• [Data for the task]
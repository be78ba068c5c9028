//! Axum server setup, shared application state, and graceful shutdown.
//!
//! Contains [`AppState`] (the `Arc`-shared state holding the immutable
//! date-range table, HTTP client, stats, and uptime),
//! [`build_router`] for constructing the Axum router with middleware
//! layers, [`build_http_client`] for the connection-pooled hyper
//! client, and [`shutdown_signal`] for SIGTERM / Ctrl+C handling.
//!
//! The table is built once before the server starts and never mutated;
//! request tasks read it through the shared `Arc` with no locking. The
//! client's connection pool is its own synchronization domain.

use std::sync::atomic::AtomicU64;
use std::time::{Duration, Instant};

use axum::body::Body;
use axum::routing::any;
use axum::Router;
use hyper_util::client::legacy::Client;
use hyper_util::rt::TokioExecutor;
use std::sync::Arc;
use tower::ServiceBuilder;
use tower_http::timeout::TimeoutLayer;
use tower_http::trace::TraceLayer;

use crate::health::health_handler;
use crate::proxy;
use crate::proxy::routing::DateRangeTable;

#[derive(Debug)]
pub struct Stats {
    pub forwarded: AtomicU64,
    pub failed: AtomicU64,
}

impl Default for Stats {
    fn default() -> Self {
        Self::new()
    }
}

impl Stats {
    #[must_use]
    pub const fn new() -> Self {
        Self {
            forwarded: AtomicU64::new(0),
            failed: AtomicU64::new(0),
        }
    }
}

pub type HttpsConnector =
    hyper_rustls::HttpsConnector<hyper_util::client::legacy::connect::HttpConnector>;

/// Outbound client. The body type is `axum::body::Body` so inbound
/// request bodies stream straight through without buffering.
pub type HttpClient = Client<HttpsConnector, Body>;

pub struct AppState {
    pub table: DateRangeTable,
    pub http_client: HttpClient,
    pub forward_timeout: Duration,
    pub read_timeout: Duration,
    pub start_time: Instant,
    pub stats: Stats,
}

#[must_use]
pub fn build_http_client(pool_idle_timeout: Duration) -> HttpClient {
    // When multiple rustls crypto providers are compiled in (e.g. `--all-features`
    // enables both `ring` and `aws-lc-rs`), rustls cannot auto-detect which one
    // to use. Explicitly install `ring` as the default provider.
    let _ = rustls::crypto::ring::default_provider().install_default();

    let https = hyper_rustls::HttpsConnectorBuilder::new()
        .with_webpki_roots()
        .https_or_http()
        .enable_http1()
        .build();
    Client::builder(TokioExecutor::new())
        .pool_idle_timeout(pool_idle_timeout)
        .build(https)
}

/// Assemble the router: `/health` answers any method directly, every
/// other path goes through the forwarding handler. `write_timeout`
/// bounds how long a request may take to produce its response; body
/// read pacing is enforced per-frame inside the forwarding handler.
pub fn build_router(state: Arc<AppState>, write_timeout: Duration) -> Router {
    Router::new()
        .route("/health", any(health_handler))
        .fallback(proxy::forward_handler)
        .layer(
            ServiceBuilder::new()
                .layer(TraceLayer::new_for_http())
                .layer(TimeoutLayer::new(write_timeout)),
        )
        .with_state(state)
}

pub async fn shutdown_signal() {
    let ctrl_c = async {
        if let Err(e) = tokio::signal::ctrl_c().await {
            tracing::error!(error = %e, "failed to install Ctrl+C handler");
            std::future::pending::<()>().await;
        }
    };

    #[cfg(unix)]
    let terminate = async {
        match tokio::signal::unix::signal(tokio::signal::unix::SignalKind::terminate()) {
            Ok(mut signal) => {
                signal.recv().await;
            }
            Err(e) => {
                tracing::error!(error = %e, "failed to install SIGTERM handler");
                std::future::pending::<()>().await;
            }
        }
    };

    #[cfg(not(unix))]
    let terminate = std::future::pending::<()>();

    tokio::select! {
        () = ctrl_c => tracing::info!("received Ctrl+C"),
        () = terminate => tracing::info!("received SIGTERM"),
    }
}
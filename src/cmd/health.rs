//! `timegate health` — check the health of a running instance.
//!
//! Sends a `GET /health` request to the specified URL and reports the
//! result. The endpoint answers with a fixed plaintext body, so the
//! check verifies both the status code and the body content.

use http_body_util::BodyExt;
use hyper_util::client::legacy::Client;
use hyper_util::rt::TokioExecutor;

use crate::cli::HealthArgs;
use crate::error::TimegateError;
use crate::health::HEALTH_BODY;

pub async fn execute(args: HealthArgs) -> Result<(), TimegateError> {
    let url = format!("{}/health", args.url.trim_end_matches('/'));
    let uri: hyper::Uri =
        url.parse().map_err(
            |e: hyper::http::uri::InvalidUri| TimegateError::UriParse {
                source: Box::new(e),
            },
        )?;

    let connector = hyper_util::client::legacy::connect::HttpConnector::new();
    let client = Client::builder(TokioExecutor::new()).build(connector);

    let req = hyper::Request::builder()
        .uri(uri)
        .body(http_body_util::Full::new(bytes::Bytes::new()))
        .map_err(|e| TimegateError::HttpRequest {
            source: Box::new(e),
        })?;

    let response = tokio::time::timeout(std::time::Duration::from_secs(10), client.request(req))
        .await
        .map_err(|_| TimegateError::HttpRequest {
            source: "health check timed out after 10s".into(),
        })?
        .map_err(|e| TimegateError::HttpRequest {
            source: Box::new(e),
        })?;

    let status = response.status();
    let body = response
        .into_body()
        .collect()
        .await
        .map_err(|e| TimegateError::HttpRequest {
            source: Box::new(e),
        })?
        .to_bytes();

    if !status.is_success() {
        return Err(TimegateError::HealthCheckFailed(status));
    }

    let body_str = String::from_utf8_lossy(&body);
    if body_str != HEALTH_BODY {
        eprintln!("Unexpected health response body: {body_str}");
    }

    println!("\u{2713} timegate is healthy ({})", args.url);
    Ok(())
}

• [About this task] Your response should be made up of the lines in the data that contain the word "routing".

• [Exercise result]
use axum::routing::any;
use crate::proxy::routing::DateRangeTable;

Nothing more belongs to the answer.